Oilfield surface equipment cooling system
Abstract
Systems and methods for cooling process equipment are provided. The system includes a process fluid source, and a heat exchanger fluidly coupled with the process equipment and the process fluid source. The heat exchanger is configured to receive a process fluid from the process fluid source and transfer heat from the process equipment to the process fluid. The system also includes a control system fluidly coupled with the heat exchanger. The control system is configured to vary a temperature of the process fluid heated in the heat exchanger.

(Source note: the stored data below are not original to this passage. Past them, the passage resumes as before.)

use crate::{ExperimentConfig, Testbed};
use color_eyre::eyre::WrapErr;
use color_eyre::Report;
use std::path::PathBuf;
use std::time::Duration;

// delay between two checks of a process that is still running
const WAIT_POLL_INTERVAL: Duration = Duration::from_secs(2);

#[derive(Debug, Clone, Default, PartialEq, Eq)]
pub struct ExecOutput {
    pub stdout: String,
    pub stderr: String,
}

#[derive(Debug, Clone, PartialEq, Eq)]
pub enum Machine {
    Remote {
        host: String,
        username: String,
        key_file: Option<PathBuf>,
    },
    // commands run on this machine, but the host is still advertised to
    // the processes started
    Local {
        host: String,
    },
}

impl Machine {
    pub fn new(
        testbed: Testbed,
        host: impl ToString,
        username: impl ToString,
        key_file: Option<PathBuf>,
    ) -> Self {
        let host = host.to_string();
        match testbed {
            Testbed::Local => Self::Local { host },
            Testbed::Cluster | Testbed::Ec2 => Self::Remote {
                host,
                username: username.to_string(),
                key_file,
            },
        }
    }

    /// The machine driving the experiments.
    pub fn localhost() -> Self {
        Self::Local {
            host: String::from("127.0.0.1"),
        }
    }

    pub fn host(&self) -> &str {
        match self {
            Self::Remote { host, .. } => host,
            Self::Local { host } => host,
        }
    }

    pub async fn exec(
        &self,
        command: impl ToString,
        sudo: bool,
    ) -> Result<ExecOutput, Report> {
        Self::exec_command(self.prepare_exec(command, sudo))
            .await
            .wrap_err_with(|| format!("exec at {}", self.host()))
    }

    pub fn prepare_exec(
        &self,
        command: impl ToString,
        sudo: bool,
    ) -> tokio::process::Command {
        let command = if sudo {
            format!("sudo {}", command.to_string())
        } else {
            command.to_string()
        };
        match self {
            Self::Remote {
                host,
                username,
                key_file,
            } => Self::prepare_ssh_exec(
                username,
                host,
                key_file.as_ref(),
                command,
            ),
            Self::Local { .. } => Self::create_command(command),
        }
    }

    /// Runs `commands` one after the other on this machine.
    pub async fn exec_sequence(
        &self,
        commands: &[String],
        sudo: bool,
    ) -> Result<Vec<ExecOutput>, Report> {
        let mut outputs = Vec::with_capacity(commands.len());
        for command in commands {
            outputs.push(self.exec(command, sudo).await?);
        }
        Ok(outputs)
    }

    pub async fn copy_to(
        &self,
        local_path: &str,
        remote_path: &str,
    ) -> Result<ExecOutput, Report> {
        let command = match self {
            Self::Remote {
                host,
                username,
                key_file,
            } => format!(
                "rsync -iprl {}{} {}@{}:{}",
                Self::rsync_ssh(username, key_file.as_ref()),
                local_path,
                username,
                host,
                remote_path
            ),
            Self::Local { .. } => Self::local_copy(local_path, remote_path),
        };
        Self::exec_command(Self::create_command(command))
            .await
            .wrap_err_with(|| format!("copy to {}", self.host()))
    }

    pub async fn copy_from(
        &self,
        remote_path: &str,
        local_path: &str,
    ) -> Result<ExecOutput, Report> {
        let command = match self {
            Self::Remote {
                host,
                username,
                key_file,
            } => format!(
                "rsync -zaiprl {}{}@{}:{} {}",
                Self::rsync_ssh(username, key_file.as_ref()),
                username,
                host,
                remote_path,
                local_path
            ),
            Self::Local { .. } => Self::local_copy(remote_path, local_path),
        };
        Self::exec_command(Self::create_command(command))
            .await
            .wrap_err_with(|| format!("copy from {}", self.host()))
    }

    fn rsync_ssh(username: &str, key_file: Option<&PathBuf>) -> String {
        match key_file {
            Some(key_file) => format!(
                "-e \"ssh -l {} -i {} -o StrictHostKeyChecking=no\" ",
                username,
                key_file.display()
            ),
            None => String::new(),
        }
    }

    fn local_copy(from: &str, to: &str) -> String {
        format!("cp -r {} {}", from, to)
    }

    fn prepare_ssh_exec(
        username: &str,
        host: &str,
        key_file: Option<&PathBuf>,
        command: impl ToString,
    ) -> tokio::process::Command {
        let identity = key_file
            .map(|key_file| format!("-i {} ", key_file.display()))
            .unwrap_or_default();
        let ssh_command = format!(
            "ssh -4 {}-o StrictHostKeyChecking=no {}@{} {}",
            identity,
            username,
            host,
            Self::escape(command)
        );
        Self::create_command(ssh_command)
    }

    fn create_command(command_arg: impl ToString) -> tokio::process::Command {
        let command_arg = command_arg.to_string();
        tracing::debug!("{}", command_arg);
        let mut command = tokio::process::Command::new("bash");
        command.arg("-c");
        command.arg(command_arg);
        command
    }

    async fn exec_command(
        mut command: tokio::process::Command,
    ) -> Result<ExecOutput, Report> {
        let out = command.output().await.wrap_err("spawn command")?;
        let stdout = String::from_utf8_lossy(&out.stdout).trim().to_string();
        let stderr = String::from_utf8_lossy(&out.stderr).trim().to_string();
        Ok(ExecOutput { stdout, stderr })
    }

    fn escape(command: impl ToString) -> String {
        format!("\"{}\"", command.to_string())
    }
}

/// Runs `command` on every machine concurrently and returns the outputs in
/// the same order as `machines`.
pub async fn exec_parallel<'a>(
    machines: impl IntoIterator<Item = &'a Machine>,
    command: &str,
    sudo: bool,
) -> Result<Vec<(&'a Machine, ExecOutput)>, Report> {
    let per_host = machines
        .into_iter()
        .map(|machine| (machine, vec![command.to_string()]))
        .collect();
    let outputs = exec_parallel_per_host(per_host, sudo).await?;
    Ok(outputs
        .into_iter()
        .map(|(machine, mut outputs)| {
            let output = outputs.pop().unwrap_or_default();
            (machine, output)
        })
        .collect())
}

/// Runs, concurrently across machines, each machine's own list of commands;
/// the commands of a single machine run in order.
pub async fn exec_parallel_per_host<'a>(
    per_host: Vec<(&'a Machine, Vec<String>)>,
    sudo: bool,
) -> Result<Vec<(&'a Machine, Vec<ExecOutput>)>, Report> {
    let execs = per_host.iter().map(|(machine, commands)| {
        machine.exec_sequence(commands, sudo)
    });
    let results = futures::future::join_all(execs).await;

    let mut outputs = Vec::with_capacity(results.len());
    for ((machine, _), result) in per_host.into_iter().zip(results) {
        let result = result?;
        result.iter().for_each(|output| log_output(machine, output));
        outputs.push((machine, result));
    }
    Ok(outputs)
}

/// Downloads `remote_path` from every machine into `local_path`. Copies
/// run concurrently; a failed copy is logged and doesn't stop the others.
pub async fn copy_from_all<'a>(
    machines: impl IntoIterator<Item = &'a Machine>,
    remote_path: &str,
    local_path: &str,
) -> Vec<Result<ExecOutput, Report>> {
    let copies = machines
        .into_iter()
        .map(|machine| machine.copy_from(remote_path, local_path));
    let results = futures::future::join_all(copies).await;
    for result in &results {
        if let Err(e) = result {
            tracing::warn!("copy failed: {:?}", e);
        }
    }
    results
}

/// Uploads `local_path` to `remote_path` on every machine concurrently.
pub async fn copy_to_all<'a>(
    machines: impl IntoIterator<Item = &'a Machine>,
    local_path: &str,
    remote_path: &str,
) -> Result<Vec<(&'a Machine, ExecOutput)>, Report> {
    let machines: Vec<_> = machines.into_iter().collect();
    let copies = machines
        .iter()
        .map(|machine| machine.copy_to(local_path, remote_path));
    let results = futures::future::join_all(copies).await;

    let mut outputs = Vec::with_capacity(results.len());
    for (machine, result) in machines.into_iter().zip(results) {
        let output = result?;
        log_output(machine, &output);
        outputs.push((machine, output));
    }
    Ok(outputs)
}

pub fn log_output(machine: &Machine, output: &ExecOutput) {
    if !output.stdout.is_empty() {
        tracing::info!("[{}] {}", machine.host(), output.stdout);
    }
    if !output.stderr.is_empty() {
        tracing::warn!("[{}] {}", machine.host(), output.stderr);
    }
}

/// Selects a group of hosts.
#[derive(Debug, Clone, PartialEq, Eq)]
pub enum Hosts {
    // union of all groups, each host once
    All,
    Servers,
    Clients,
    Backends,
    Host(String),
    List(Vec<String>),
}

pub struct Machines {
    testbed: Testbed,
    backends: Vec<Machine>,
    servers: Vec<Machine>,
    clients: Vec<Machine>,
}

impl Machines {
    pub fn from_config(config: &ExperimentConfig) -> Self {
        let to_machines = |hosts: &[String]| -> Vec<Machine> {
            hosts
                .iter()
                .map(|host| {
                    Machine::new(
                        config.testbed,
                        host,
                        &config.ssh_username,
                        config.key_file.clone(),
                    )
                })
                .collect()
        };
        Self {
            testbed: config.testbed,
            backends: to_machines(&config.backends),
            servers: to_machines(&config.servers),
            clients: to_machines(&config.clients),
        }
    }

    pub fn testbed(&self) -> Testbed {
        self.testbed
    }

    pub fn backends(&self) -> &[Machine] {
        &self.backends
    }

    pub fn servers(&self) -> &[Machine] {
        &self.servers
    }

    pub fn clients(&self) -> &[Machine] {
        &self.clients
    }

    pub fn hosts(&self, hosts: &Hosts) -> Vec<&Machine> {
        match hosts {
            Hosts::All => {
                let mut all: Vec<&Machine> = Vec::new();
                for machine in self
                    .servers
                    .iter()
                    .chain(self.clients.iter())
                    .chain(self.backends.iter())
                {
                    if !all.iter().any(|m| m.host() == machine.host()) {
                        all.push(machine);
                    }
                }
                all
            }
            Hosts::Servers => dedup(&self.servers),
            Hosts::Clients => dedup(&self.clients),
            Hosts::Backends => dedup(&self.backends),
            Hosts::Host(host) => self
                .hosts(&Hosts::All)
                .into_iter()
                .filter(|machine| machine.host() == host)
                .collect(),
            Hosts::List(list) => {
                let all = self.hosts(&Hosts::All);
                list.iter()
                    .filter_map(|host| {
                        all.iter().find(|machine| machine.host() == host)
                    })
                    .copied()
                    .collect()
            }
        }
    }

    pub async fn exec(
        &self,
        hosts: &Hosts,
        command: &str,
        sudo: bool,
    ) -> Result<Vec<(&Machine, ExecOutput)>, Report> {
        exec_parallel(self.hosts(hosts), command, sudo).await
    }

    /// Polls each host until no process named `pname` is running there. The
    /// `limit` on polling iterations is shared by all hosts. With `kill`,
    /// the processes are first killed.
    pub async fn wait_for_process(
        &self,
        hosts: &Hosts,
        pname: &str,
        limit: usize,
        kill: bool,
    ) -> Result<(), Report> {
        let machines = self.hosts(hosts);
        if kill {
            let command = format!("pkill -f {}", pname);
            exec_parallel(machines.iter().copied(), &command, false).await?;
        }

        let pgrep = self.testbed.pgrep_command(pname);
        let checks =
            poll_while_running(&machines, &pgrep, limit, WAIT_POLL_INTERVAL)
                .await?;
        if checks >= limit {
            tracing::warn!(
                "stopped waiting for {} after {} checks",
                pname,
                limit
            );
        }
        Ok(())
    }
}

/// Runs `pgrep` on each machine in turn, sleeping `interval` between checks
/// that still find the process, until it prints nothing. Returns how many
/// of the `limit` checks were spent.
async fn poll_while_running(
    machines: &[&Machine],
    pgrep: &str,
    limit: usize,
    interval: Duration,
) -> Result<usize, Report> {
    let mut count = 0;
    for machine in machines {
        tracing::info!("waiting at {}: {}", machine.host(), pgrep);
        while count < limit {
            let output = machine.exec(pgrep, false).await?;
            if !output.stderr.is_empty() {
                tracing::warn!("[{}] {}", machine.host(), output.stderr);
                break;
            }
            if output.stdout.is_empty() {
                break;
            }
            tokio::time::sleep(interval).await;
            count += 1;
        }
    }
    Ok(count)
}

fn dedup(machines: &[Machine]) -> Vec<&Machine> {
    let mut unique: Vec<&Machine> = Vec::with_capacity(machines.len());
    for machine in machines {
        if !unique.iter().any(|m| m.host() == machine.host()) {
            unique.push(machine);
        }
    }
    unique
}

Further, at least a portion of the process fluid heated in the heat exchanger is delivered into a wellbore at a temperature below a boiling point of the process fluid.
Claims
exact text as granted — not AI-modifiedWhat is claimed is:
1. A method for cooling process equipment, comprising:
receiving a process fluid from a process fluid source;
transferring heat from a process equipment to the process fluid, such that a heated process fluid is generated;
receiving at least a portion of the heated process fluid in a mixing assembly;
mixing one or more additives with the heated process fluid using the mixing assembly;
controlling a temperature of the heated process fluid, such that the heated process fluid is maintained in a range of temperatures, wherein a maximum of the range of temperatures is below a boiling point of the process fluid, wherein controlling the temperature of the heated process fluid comprises:
combining the at least a portion of the heated process fluid with additional process fluid having a lower temperature in response to determining that a temperature of the at least a portion of the heated process fluid upstream from the mixing assembly is above temperature threshold, such that a combined process fluid is produced having a temperature that is less than the temperature of the heated process fluid;
determining that the temperature of the combined process fluid is higher than the temperature threshold; and
increasing a flowrate of the process fluid having the lower temperature, or reducing a flowrate of the at least a portion of the heated process fluid, or both, so as to reduce the temperature of the combined process fluid upstream of the mixing assembly; and
delivering at least a portion of the heated process fluid into a wellbore.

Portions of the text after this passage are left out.